In circa vent’anni di attività come coach di relazione, mi sono ritrovato frequentemente a far consulenza allo stesso tipo di donna che ho definito scherzosamente come “La schiava di Rasputin”. Questa definizione personifica la quantità notevole di clienti che mi hanno consultato e che dipendevano da un amore impossibile e comunque non corrisposto.
La “schiava di Rasputin” è prigioniera dei suoi sentimenti idealizzati, si lascia umiliare come una cenerentola senza speranza, sacrificando la propria identità e la propria dignità sull’altare della dipendenza affettiva. È esausta, frustrata, infelice ma non riesce a liberarsi da quell’infatuazione che la controlla totalmente. Vi è un legame sottile ma implacabile che la tiene avvinghiata a un partner che usa il suo cuore come bersaglio per il tiro al piattello.
Cerca nell’altro un’improbabile risorsa che possa colmare una voragine di solitudine e senso di abbandono. Ha una bassa autostima, guarda con invidia le amiche convinta che lei non sarà mai in grado di attrarre un uomo migliore.
Nelle sue esperienze sentimentali ripete ciclicamente gli stessi sbagli, lasciandosi trattare come uno zerbino da chi non la ama. La sua perseverante tendenza a idealizzare l’amore la rende succube di rapporti che non fanno altro che alimentare la sofferenza.

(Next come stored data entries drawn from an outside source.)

use serde::{Deserialize, Serialize};
use std::collections::{BTreeMap, BTreeSet};
use std::fmt;

/// Node ids are allocated from one counter per translation unit, so an id
/// is unique across every routine of the same analysis and call edges can
/// point into sibling routines.
pub type NodeId = u32;

/// -------------------------------------------------------------------------
///  Node and edge vocabulary
/// -------------------------------------------------------------------------

#[derive(Debug, Clone, Copy, PartialEq, Eq, Hash, Serialize, Deserialize)]
#[serde(rename_all = "SCREAMING_SNAKE_CASE")]
pub enum NodeKind {
    Entry,
    Exit,
    Statement,
    Condition,
    LoopHeader,
    Break,
    Continue,
    Return,
    SwitchHead,
    Case,
    Default,
    Label,
    Goto,
    Placeholder,
}

impl NodeKind {
    /// Kinds that exist only to splice flow together during construction;
    /// none survive post-processing.
    pub(crate) fn is_passthrough(self) -> bool {
        matches!(self, NodeKind::Case | NodeKind::Default | NodeKind::Placeholder)
    }
}

#[derive(Debug, Clone, PartialEq, Eq)]
pub enum EdgeLabel {
    True,
    False,
    Case(String),
    Default,
    FunctionCall,
    FunctionReturn,
}

impl EdgeLabel {
    pub(crate) fn is_call(&self) -> bool {
        matches!(self, EdgeLabel::FunctionCall | EdgeLabel::FunctionReturn)
    }

    pub fn from_text(s: &str) -> EdgeLabel {
        match s {
            "true" => EdgeLabel::True,
            "false" => EdgeLabel::False,
            "default" => EdgeLabel::Default,
            "function_call" => EdgeLabel::FunctionCall,
            "function_return" => EdgeLabel::FunctionReturn,
            other => EdgeLabel::Case(other.to_owned()),
        }
    }
}

impl fmt::Display for EdgeLabel {
    fn fmt(&self, f: &mut fmt::Formatter<'_>) -> fmt::Result {
        match self {
            EdgeLabel::True => f.write_str("true"),
            EdgeLabel::False => f.write_str("false"),
            EdgeLabel::Case(v) => f.write_str(v),
            EdgeLabel::Default => f.write_str("default"),
            EdgeLabel::FunctionCall => f.write_str("function_call"),
            EdgeLabel::FunctionReturn => f.write_str("function_return"),
        }
    }
}

/// One call site: the callee name plus the top-level identifier of each
/// textual argument (`None` when an argument is not a plain identifier).
#[derive(Debug, Clone, Default, PartialEq, Eq)]
pub struct CallSite {
    pub callee: String,
    pub args: Vec<Option<String>>,
}

#[derive(Debug, Clone, Default, PartialEq, Eq)]
pub struct Metadata {
    pub defs: BTreeSet<String>,
    pub uses: BTreeSet<String>,
    pub calls: Vec<CallSite>,
}

#[derive(Debug, Clone)]
pub struct CfgNode {
    pub id: NodeId,
    pub kind: NodeKind,
    /// Verbatim source slice; the routine name for ENTRY/EXIT.
    pub text: String,
    /// Byte offsets into the original source, absent on synthetic nodes.
    pub span: Option<(usize, usize)>,
    /// Outgoing edges in insertion order, no duplicates.
    pub succs: Vec<NodeId>,
    pub preds: Vec<NodeId>,
    /// Labels keyed by successor id; unlabeled edges have no entry.
    pub labels: BTreeMap<NodeId, EdgeLabel>,
    pub meta: Metadata,
}

/// -------------------------------------------------------------------------
///  Per-routine graph
/// -------------------------------------------------------------------------

#[derive(Debug, Clone)]
pub struct Cfg {
    pub name: Option<String>,
    pub params: Vec<String>,
    pub entry: NodeId,
    pub exit: NodeId,
    nodes: BTreeMap<NodeId, CfgNode>,
    next_id: NodeId,
}

impl Cfg {
    /// Create a routine graph with its ENTRY and EXIT in place. Parameters
    /// are recorded as definitions on the ENTRY node.
    pub(crate) fn new(name: Option<String>, params: Vec<String>, first_id: NodeId) -> Self {
        let mut cfg = Cfg {
            name,
            params,
            entry: 0,
            exit: 0,
            nodes: BTreeMap::new(),
            next_id: first_id,
        };
        let display = cfg.name.clone().unwrap_or_default();
        cfg.entry = cfg.new_node(NodeKind::Entry, display.clone(), None);
        cfg.exit = cfg.new_node(NodeKind::Exit, display, None);
        let params = cfg.params.clone();
        if let Some(entry) = cfg.nodes.get_mut(&cfg.entry) {
            entry.meta.defs.extend(params);
        }
        cfg
    }

    /// Rebuild a graph from already-materialized nodes (JSON import).
    pub(crate) fn from_parts(
        name: Option<String>,
        params: Vec<String>,
        entry: NodeId,
        exit: NodeId,
        nodes: BTreeMap<NodeId, CfgNode>,
    ) -> Self {
        let next_id = nodes.keys().next_back().map_or(0, |id| id + 1);
        Cfg {
            name,
            params,
            entry,
            exit,
            nodes,
            next_id,
        }
    }

    pub(crate) fn next_id(&self) -> NodeId {
        self.next_id
    }

    pub fn new_node(
        &mut self,
        kind: NodeKind,
        text: impl Into<String>,
        span: Option<(usize, usize)>,
    ) -> NodeId {
        let id = self.next_id;
        self.next_id += 1;
        self.nodes.insert(
            id,
            CfgNode {
                id,
                kind,
                text: text.into(),
                span,
                succs: Vec::new(),
                preds: Vec::new(),
                labels: BTreeMap::new(),
                meta: Metadata::default(),
            },
        );
        id
    }

    pub fn node(&self, id: NodeId) -> Option<&CfgNode> {
        self.nodes.get(&id)
    }

    pub fn node_mut(&mut self, id: NodeId) -> Option<&mut CfgNode> {
        self.nodes.get_mut(&id)
    }

    pub fn contains(&self, id: NodeId) -> bool {
        self.nodes.contains_key(&id)
    }

    pub fn len(&self) -> usize {
        self.nodes.len()
    }

    pub fn is_empty(&self) -> bool {
        self.nodes.is_empty()
    }

    pub fn ids(&self) -> impl Iterator<Item = NodeId> + '_ {
        self.nodes.keys().copied()
    }

    pub fn nodes(&self) -> impl Iterator<Item = &CfgNode> {
        self.nodes.values()
    }

    pub fn nodes_of_kind(&self, kind: NodeKind) -> impl Iterator<Item = &CfgNode> {
        self.nodes.values().filter(move |n| n.kind == kind)
    }

    /// Add `from -> to`. Ordered and deduplicated; an existing edge keeps
    /// its first label.
    pub fn add_edge(&mut self, from: NodeId, to: NodeId, label: Option<EdgeLabel>) {
        if !self.nodes.contains_key(&from) || !self.nodes.contains_key(&to) {
            return;
        }
        self.push_succ(from, to, label);
        self.push_pred(to, from);
    }

    /// Caller half of an edge; the other endpoint may live in a sibling
    /// routine (call/return wiring).
    pub(crate) fn push_succ(&mut self, from: NodeId, to: NodeId, label: Option<EdgeLabel>) {
        if let Some(f) = self.nodes.get_mut(&from) {
            if !f.succs.contains(&to) {
                f.succs.push(to);
            }
            if let Some(l) = label {
                f.labels.entry(to).or_insert(l);
            }
        }
    }

    pub(crate) fn push_pred(&mut self, to: NodeId, from: NodeId) {
        if let Some(t) = self.nodes.get_mut(&to)
            && !t.preds.contains(&from)
        {
            t.preds.push(from);
        }
    }

    /// Re-point `from -> old_to` at `new_to`, keeping position and label.
    pub fn replace_target(&mut self, from: NodeId, old_to: NodeId, new_to: NodeId) {
        let Some(f) = self.nodes.get_mut(&from) else {
            return;
        };
        let Some(pos) = f.succs.iter().position(|&s| s == old_to) else {
            return;
        };
        if f.succs.contains(&new_to) {
            f.succs.remove(pos);
        } else {
            f.succs[pos] = new_to;
        }
        if let Some(label) = f.labels.remove(&old_to) {
            f.labels.entry(new_to).or_insert(label);
        }
        if let Some(t) = self.nodes.get_mut(&old_to) {
            t.preds.retain(|&p| p != from);
        }
        self.push_pred(new_to, from);
    }

    /// Detach and delete `id` with bidirectional cleanup. Used by the
    /// reachability sweep.
    pub(crate) fn remove_node(&mut self, id: NodeId) {
        let Some(node) = self.nodes.remove(&id) else {
            return;
        };
        for p in node.preds {
            if let Some(pn) = self.nodes.get_mut(&p) {
                pn.succs.retain(|&s| s != id);
                pn.labels.remove(&id);
            }
        }
        for s in node.succs {
            if let Some(sn) = self.nodes.get_mut(&s) {
                sn.preds.retain(|&p| p != id);
            }
        }
    }

    /// Remove a passthrough node, rethreading every predecessor to every
    /// successor. The predecessor's edge label wins over the removed
    /// node's own.
    pub(crate) fn splice_out(&mut self, id: NodeId) {
        let Some(node) = self.nodes.remove(&id) else {
            return;
        };
        let mut in_labels: BTreeMap<NodeId, EdgeLabel> = BTreeMap::new();
        for &p in &node.preds {
            if let Some(pn) = self.nodes.get_mut(&p) {
                pn.succs.retain(|&s| s != id);
                if let Some(l) = pn.labels.remove(&id) {
                    in_labels.insert(p, l);
                }
            }
        }
        for &s in &node.succs {
            if let Some(sn) = self.nodes.get_mut(&s) {
                sn.preds.retain(|&q| q != id);
            }
        }
        for &p in &node.preds {
            if p == id {
                continue;
            }
            for &s in &node.succs {
                if s == id {
                    continue;
                }
                let label = in_labels
                    .get(&p)
                    .cloned()
                    .or_else(|| node.labels.get(&s).cloned());
                self.add_edge(p, s, label);
            }
        }
    }
}

/// Every routine of one translation unit, plus the structural warnings
/// accumulated while building them.
#[derive(Debug, Clone, Default)]
pub struct CfgSet {
    pub routines: Vec<Cfg>,
    pub warnings: Vec<String>,
}

impl CfgSet {
    pub fn routine_named(&self, name: &str) -> Option<&Cfg> {
        self.routines
            .iter()
            .find(|r| r.name.as_deref() == Some(name))
    }

    /// The routine owning `id`, if any.
    pub fn routine_of(&self, id: NodeId) -> Option<&Cfg> {
        self.routines.iter().find(|r| r.contains(id))
    }
}

// -------------------------------------------------------------------------
//  Tests
// -------------------------------------------------------------------------

#[test]
fn add_edge_is_bidirectional_and_deduplicated() {
    let mut g = Cfg::new(Some("t".into()), vec![], 0);
    let a = g.new_node(NodeKind::Statement, "a", None);
    let b = g.new_node(NodeKind::Statement, "b", None);
    g.add_edge(a, b, None);
    g.add_edge(a, b, Some(EdgeLabel::True));
    assert_eq!(g.node(a).unwrap().succs, vec![b]);
    assert_eq!(g.node(b).unwrap().preds, vec![a]);
    // first insertion had no label, the retry may fill it in but not twice
    assert_eq!(g.node(a).unwrap().labels.get(&b), Some(&EdgeLabel::True));
}

#[test]
fn replace_target_keeps_position_and_label() {
    let mut g = Cfg::new(Some("t".into()), vec![], 0);
    let c = g.new_node(NodeKind::Condition, "c", None);
    let a = g.new_node(NodeKind::Statement, "a", None);
    let b = g.new_node(NodeKind::Statement, "b", None);
    let j = g.new_node(NodeKind::Statement, "j", None);
    g.add_edge(c, a, Some(EdgeLabel::True));
    g.add_edge(c, b, Some(EdgeLabel::False));
    g.replace_target(c, a, j);
    assert_eq!(g.node(c).unwrap().succs, vec![j, b]);
    assert_eq!(g.node(c).unwrap().labels.get(&j), Some(&EdgeLabel::True));
    assert!(g.node(a).unwrap().preds.is_empty());
    assert_eq!(g.node(j).unwrap().preds, vec![c]);
}

#[test]
fn splice_out_rethreads_with_predecessor_label() {
    // head -"1"-> case -> body: removing the case keeps the "1" label
    let mut g = Cfg::new(Some("t".into()), vec![], 0);
    let head = g.new_node(NodeKind::SwitchHead, "x", None);
    let case = g.new_node(NodeKind::Case, "1", None);
    let body = g.new_node(NodeKind::Statement, "b", None);
    g.add_edge(head, case, Some(EdgeLabel::Case("1".into())));
    g.add_edge(case, body, None);
    g.splice_out(case);
    assert!(!g.contains(case));
    assert_eq!(g.node(head).unwrap().succs, vec![body]);
    assert_eq!(
        g.node(head).unwrap().labels.get(&body),
        Some(&EdgeLabel::Case("1".into()))
    );
    assert_eq!(g.node(body).unwrap().preds, vec![head]);
}

#[test]
fn splice_out_builds_the_cartesian_product() {
    let mut g = Cfg::new(Some("t".into()), vec![], 0);
    let p1 = g.new_node(NodeKind::Statement, "p1", None);
    let p2 = g.new_node(NodeKind::Statement, "p2", None);
    let mid = g.new_node(NodeKind::Placeholder, "", None);
    let s1 = g.new_node(NodeKind::Statement, "s1", None);
    let s2 = g.new_node(NodeKind::Statement, "s2", None);
    g.add_edge(p1, mid, None);
    g.add_edge(p2, mid, None);
    g.add_edge(mid, s1, None);
    g.add_edge(mid, s2, None);
    g.splice_out(mid);
    for p in [p1, p2] {
        assert_eq!(g.node(p).unwrap().succs, vec![s1, s2]);
    }
    for s in [s1, s2] {
        assert_eq!(g.node(s).unwrap().preds, vec![p1, p2]);
    }
}

#[test]
fn entry_node_carries_parameter_defs() {
    let g = Cfg::new(Some("f".into()), vec!["a".into(), "b".into()], 10);
    let entry = g.node(g.entry).unwrap();
    assert_eq!(entry.kind, NodeKind::Entry);
    assert_eq!(entry.text, "f");
    assert!(entry.meta.defs.contains("a") && entry.meta.defs.contains("b"));
    assert_eq!(g.entry, 10);
    assert_eq!(g.exit, 11);
}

Esiste un modo per superare questa condizione? Con il coaching di relazione è possibile prendere consapevolezza delle reali dinamiche che entrano in gioco in un rapporto e acquisire la capacità di attrarre situazioni sentimentali più genuine ed equilibrate. Attraverso l’ipnosi regressiva si può risalire alle cause del deficit affettivo e del senso di abbandono neutralizzando l’influenza negativa di questi nodi emozionali nel presente.